- Italian: Gli Amanti Latini
- Directed by: Mario Costa
- Written by: Bruno Corbucci Giovanni Grimaldi
- Produced by: Thomas Sagone
- Starring: Totò Franco Franchi Ciccio Ingrassia
- Cinematography: Alberto Fusi
- Edited by: Gianmaria Messeri
- Music by: Carlo Savina
- Distributed by: Euro International Films
- Release date: 1965;
- Running time: 95 minutes
- Country: Italy
- Language: Italian

= Latin Lovers (1965 film) =

Latin Lovers (Gli Amanti Latini) is a 1965 Italian comedy film directed by Mario Costa.

==Plot==
The film is composed of five episodes in which is shown the love of the Italians in the 60s. Among the low quality of love stories, the episode stands out with Totò: Amore e morte (Love and death).

==Segment: Love and death==
Antonio Gargiulo is a poor accountant who goes to the hospital to collect medical records, suspecting that he has a serious bad health. But he's fine: really bad is the grandfather of a girl who does not give peace for the bad news. Antonio is sorry and tries to console her by offering to exchange the medical records so the old man, discovering he is healthy, will die happy.
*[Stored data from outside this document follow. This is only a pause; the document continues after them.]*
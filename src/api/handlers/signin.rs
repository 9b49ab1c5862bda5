use axum::{
    extract::Path,
    http::HeaderMap,
    response::Response,
    Extension, Form,
};
use serde::Deserialize;
use std::sync::Arc;

use crate::{
    cookies::RequestCookies,
    csrf,
    errors::AuthError,
    oauth::authorize,
    state::AuthState,
};

use super::{error_response, redirect};

#[derive(Debug, Default, Deserialize, utoipa::ToSchema)]
pub struct SignInForm {
    pub csrf_token: Option<String>,
}

async fn start(state: &AuthState, provider_id: &str) -> Response {
    let Some(provider) = state.provider(provider_id) else {
        return error_response(&AuthError::UnknownProvider(provider_id.to_string()), &[]);
    };

    match authorize::start(state, provider).await {
        Ok(outcome) => redirect(outcome.url.as_str(), &outcome.cookies),
        Err(err) => error_response(&err, &[]),
    }
}

/// Begin a sign-in: 302 to the provider's authorization endpoint with the
/// check cookies set.
#[utoipa::path(
    get,
    path = "/auth/signin/{provider}",
    tag = "ensaluti",
    params(("provider" = String, Path, description = "Provider id")),
    responses(
        (status = 302, description = "Redirect to the authorization endpoint"),
        (status = 404, description = "Unknown provider")
    )
)]
pub async fn signin(
    Extension(state): Extension<Arc<AuthState>>,
    Path(provider_id): Path<String>,
) -> Response {
    start(&state, &provider_id).await
}

/// POST form of sign-in; requires a valid CSRF token.
#[utoipa::path(
    post,
    path = "/auth/signin/{provider}",
    tag = "ensaluti",
    params(("provider" = String, Path, description = "Provider id")),
    responses(
        (status = 302, description = "Redirect to the authorization endpoint"),
        (status = 400, description = "CSRF token missing or mismatched"),
        (status = 404, description = "Unknown provider")
    )
)]
pub async fn signin_post(
    Extension(state): Extension<Arc<AuthState>>,
    Path(provider_id): Path<String>,
    headers: HeaderMap,
    Form(form): Form<SignInForm>,
) -> Response {
    let cookies = RequestCookies::from_headers(&headers);
    if let Err(err) =
        csrf::verify_submission(&cookies, form.csrf_token.as_deref(), state.config())
    {
        return error_response(&err.into(), &[]);
    }
    start(&state, &provider_id).await
}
She accepts, and at the same time falls in love with Antonio who, wanting to have fun with her, sends the clinic record in accounting to lend him the money from the board immediately.

==Cast==
- Toni Ucci as Augusto (segment "La grande conquista")
- Vittorio Congia as Maurizio (segment "La grande conquista")
- Alicia Brandet as Ursula (segment "La grande conquista")
- Eva Gioia as Elisabeth (segment "La grande conquista")
- Gisella Sofio as Miss Beata (segment "Il telefono consolatore")
- Aldo Giuffrè as Arminio (segment "Il telefono consolatore")
- Lina Maryan as Carmelina (segment "Il telefono consolatore") (as Gara Granda)
- Antonietta Tefri - (segment "Il telefono consolatore")
- Nino Marchetti as Riccardo (segment "Il telefono consolatore")
- Luigi Tosi - (segment "Il telefono consolatore")
- Daniela Surina - (segment "Il telefono consolatore")
- Aldo Puglisi as Saro (segment "L'irreparabile")
- Jolanda Modio as Lucia Trapani (segment "L'irreparabile")
- Enzo Garinei as Fifì (segment "L'irreparabile")
- Carlo Sposito as L'amico di Fifì (segment "L'irreparabile") (as Carletto Sposito)
- Armando Curcio - (segment "L'irreparabile")
- Nino Musco - (segment "L'irreparabile")
- Pietro Tordi - (segment "L'irreparabile")
- Francesco Mulé as Lawyer (segment "L'irreparabile")
- Elena Nicolai as Mrs Trapani (segment "L'irreparabile")
- Totò as Antonio Gargiulo (segment "Amore e morte")
- Franco Franchi as Franco (segment "Gli amanti latini")
- Ciccio Ingrassia as Ciccio (segment "Gli amanti latini")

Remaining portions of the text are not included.